* **Aim of the exercise**
Some lines hold the string "names". Copy all of them from the material that follows.

* **Records for this exercise**

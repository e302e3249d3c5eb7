//! Fragment expression model.
//!
//! A [`Fragment`] is an immutable piece of Makefile text whose final form
//! depends on the [`SyntaxContext`] it is rendered into. Literal text is
//! escaped for that context, pre-escaped text passes through verbatim, paths
//! are anchored on a symbolic [`Root`], and concatenations render each child
//! in order. Rendering is pure: the same fragment and context always yield
//! the same text.
//!
//! # Examples
//!
//! ```rust
//! use mkgen::make::fragment::{Fragment, PathRef, Root, concat};
//! use mkgen::make::syntax::SyntaxContext;
//!
//! let source = PathRef::new(Root::Source, "src/main file.c");
//! let flag = concat([Fragment::literal("-I"), Fragment::from(source)]);
//! assert_eq!(flag.render(SyntaxContext::Target), r"-I$(srcdir)/src/main\ file.c");
//! ```

use camino::{Utf8Component, Utf8Path, Utf8PathBuf};
use serde::{Deserialize, Serialize};

use super::syntax::{SyntaxContext, escape};

/// Anchor a [`PathRef`] is relative to.
#[derive(Debug, Clone, Copy, PartialEq, Eq, Hash, Default, Serialize, Deserialize)]
#[serde(rename_all = "snake_case")]
pub enum Root {
    /// The build directory the Makefile runs in. Paths render bare.
    #[default]
    #[serde(rename = "builddir")]
    Build,
    /// The source directory, `$(srcdir)`.
    #[serde(rename = "srcdir")]
    Source,
    /// An absolute path, rendered verbatim.
    Absolute,
    /// Installation prefix, `$(prefix)`.
    Prefix,
    /// Architecture-dependent prefix, `$(exec_prefix)`.
    ExecPrefix,
    /// Executable install directory, `$(bindir)`.
    Bindir,
    /// Library install directory, `$(libdir)`.
    Libdir,
    /// Header install directory, `$(includedir)`.
    Includedir,
    /// Data install directory, `$(datadir)`.
    Datadir,
}

impl Root {
    /// Every root that resolves through a Makefile variable, in seeding order.
    pub const ANCHORED: [Self; 7] = [
        Self::Source,
        Self::Prefix,
        Self::ExecPrefix,
        Self::Bindir,
        Self::Libdir,
        Self::Includedir,
        Self::Datadir,
    ];

    /// Name of the Makefile variable holding this root, if any.
    #[must_use]
    pub const fn variable_name(self) -> Option<&'static str> {
        match self {
            Self::Build | Self::Absolute => None,
            Self::Source => Some("srcdir"),
            Self::Prefix => Some("prefix"),
            Self::ExecPrefix => Some("exec_prefix"),
            Self::Bindir => Some("bindir"),
            Self::Libdir => Some("libdir"),
            Self::Includedir => Some("includedir"),
            Self::Datadir => Some("datadir"),
        }
    }
}

/// A path relative to a symbolic [`Root`].
#[derive(Debug, Clone, PartialEq, Eq, Hash, Default, Serialize, Deserialize)]
#[serde(from = "RawPath")]
pub struct PathRef {
    /// Anchor the path is relative to.
    pub root: Root,
    /// Path below the anchor. Empty means the anchor itself.
    pub path: Utf8PathBuf,
}

#[derive(Deserialize)]
#[serde(untagged)]
enum RawPath {
    Bare(Utf8PathBuf),
    Rooted {
        #[serde(default)]
        root: Root,
        path: Utf8PathBuf,
    },
}

impl From<RawPath> for PathRef {
    fn from(raw: RawPath) -> Self {
        match raw {
            RawPath::Bare(path) => Self::build(path),
            RawPath::Rooted { root, path } => Self::new(root, path),
        }
    }
}

impl PathRef {
    /// Create a path below `root`.
    pub fn new(root: Root, path: impl Into<Utf8PathBuf>) -> Self {
        Self {
            root,
            path: path.into(),
        }
    }

    /// Create a path relative to the build directory.
    pub fn build(path: impl Into<Utf8PathBuf>) -> Self {
        Self::new(Root::Build, path)
    }

    /// Return `true` when the path names the anchor itself.
    #[must_use]
    pub fn is_root(&self) -> bool {
        self.path.as_str().is_empty()
    }

    /// The containing directory, anchored on the same root.
    #[must_use]
    pub fn parent(&self) -> Self {
        let parent = self.path.parent().map(Utf8Path::to_path_buf).unwrap_or_default();
        Self::new(self.root, parent)
    }

    /// Append `component` below this path.
    #[must_use]
    pub fn join(&self, component: &str) -> Self {
        Self::new(self.root, self.path.join(component))
    }

    /// Append `ext` to the file name, keeping any existing extension.
    #[must_use]
    pub fn add_ext(&self, ext: &str) -> Self {
        Self::new(self.root, format!("{}{ext}", self.path))
    }

    /// Final path component, if any.
    #[must_use]
    pub fn file_name(&self) -> Option<&str> {
        self.path.file_name()
    }

    /// Re-anchor the same relative path on another root.
    #[must_use]
    pub fn reroot(&self, root: Root) -> Self {
        Self::new(root, self.path.clone())
    }

    /// Path to `self` as seen from the directory `start`.
    ///
    /// Returns `None` when the two paths hang off different roots.
    #[must_use]
    pub fn relative_to(&self, start: &Self) -> Option<Utf8PathBuf> {
        if self.root != start.root {
            return None;
        }
        let ours: Vec<Utf8Component<'_>> = self.path.components().collect();
        let theirs: Vec<Utf8Component<'_>> = start.path.components().collect();
        let common = ours
            .iter()
            .zip(&theirs)
            .take_while(|(a, b)| a == b)
            .count();
        let mut rel = Utf8PathBuf::new();
        for _ in common..theirs.len() {
            rel.push("..");
        }
        for comp in ours.iter().skip(common) {
            rel.push(comp.as_str());
        }
        if rel.as_str().is_empty() {
            rel.push(".");
        }
        Some(rel)
    }

    fn render_into(&self, context: SyntaxContext, out: &mut String) {
        match self.root.variable_name() {
            Some(var) => {
                out.push_str(&variable_reference(var));
                if !self.is_root() {
                    out.push('/');
                    out.push_str(&escape(self.path.as_str(), context));
                }
            }
            None if self.root == Root::Build && self.is_root() => out.push('.'),
            None => out.push_str(&escape(self.path.as_str(), context)),
        }
    }
}

/// Text of a reference to the variable `name`: `$x` for one-character
/// names and `$(NAME)` otherwise.
pub(crate) fn variable_reference(name: &str) -> String {
    if name.chars().count() == 1 {
        format!("${name}")
    } else {
        format!("$({name})")
    }
}

/// A lazily rendered piece of Makefile text.
#[derive(Debug, Clone, PartialEq, Eq, Hash)]
pub enum Fragment {
    /// Text that still needs escaping for its context.
    Literal(String),
    /// Text that is already safe and is emitted verbatim.
    Escaped(String),
    /// A path anchored on a root.
    Path(PathRef),
    /// Children rendered in order against the same context.
    Concat(Vec<Fragment>),
}

impl Fragment {
    /// Literal text, escaped on rendering.
    pub fn literal(text: impl Into<String>) -> Self {
        Self::Literal(text.into())
    }

    /// Pre-escaped text, emitted verbatim.
    pub fn escaped(text: impl Into<String>) -> Self {
        Self::Escaped(text.into())
    }

    /// Render the fragment for `context`.
    #[must_use]
    pub fn render(&self, context: SyntaxContext) -> String {
        let mut out = String::new();
        self.render_into(context, &mut out);
        out
    }

    /// Append the rendering of this fragment to `out`.
    pub fn render_into(&self, context: SyntaxContext, out: &mut String) {
        match self {
            Self::Literal(text) => out.push_str(&escape(text, context)),
            Self::Escaped(text) => out.push_str(text),
            Self::Path(path) => path.render_into(context, out),
            Self::Concat(parts) => {
                for part in parts {
                    part.render_into(context, out);
                }
            }
        }
    }
}

impl From<&str> for Fragment {
    fn from(text: &str) -> Self {
        Self::literal(text)
    }
}

impl From<String> for Fragment {
    fn from(text: String) -> Self {
        Self::Literal(text)
    }
}

impl From<PathRef> for Fragment {
    fn from(path: PathRef) -> Self {
        Self::Path(path)
    }
}

impl From<&PathRef> for Fragment {
    fn from(path: &PathRef) -> Self {
        Self::Path(path.clone())
    }
}

/// Conversion into a [`Fragment`]: the "use" operation of every symbol.
pub trait ToFragment {
    /// Produce the fragment that refers to `self`.
    fn to_fragment(&self) -> Fragment;
}

impl ToFragment for Fragment {
    fn to_fragment(&self) -> Fragment {
        self.clone()
    }
}

impl ToFragment for PathRef {
    fn to_fragment(&self) -> Fragment {
        Fragment::Path(self.clone())
    }
}

impl ToFragment for str {
    fn to_fragment(&self) -> Fragment {
        Fragment::literal(self)
    }
}

impl ToFragment for String {
    fn to_fragment(&self) -> Fragment {
        Fragment::literal(self.as_str())
    }
}

/// Concatenate fragments into one, flattening nested concatenations.
///
/// ```rust
/// use mkgen::make::fragment::{Fragment, concat};
/// use mkgen::make::syntax::SyntaxContext;
///
/// let deps = concat([Fragment::escaped("$@"), Fragment::literal(".d")]);
/// assert_eq!(deps.render(SyntaxContext::ShellLine), "$@.d");
/// ```
pub fn concat(parts: impl IntoIterator<Item = Fragment>) -> Fragment {
    let mut flat = Vec::new();
    for part in parts {
        match part {
            Fragment::Concat(children) => flat.extend(children),
            other => flat.push(other),
        }
    }
    Fragment::Concat(flat)
}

* **Solved exercise**
    /// Return `true` when the path names the anchor itself.
/// names and `$(NAME)` otherwise.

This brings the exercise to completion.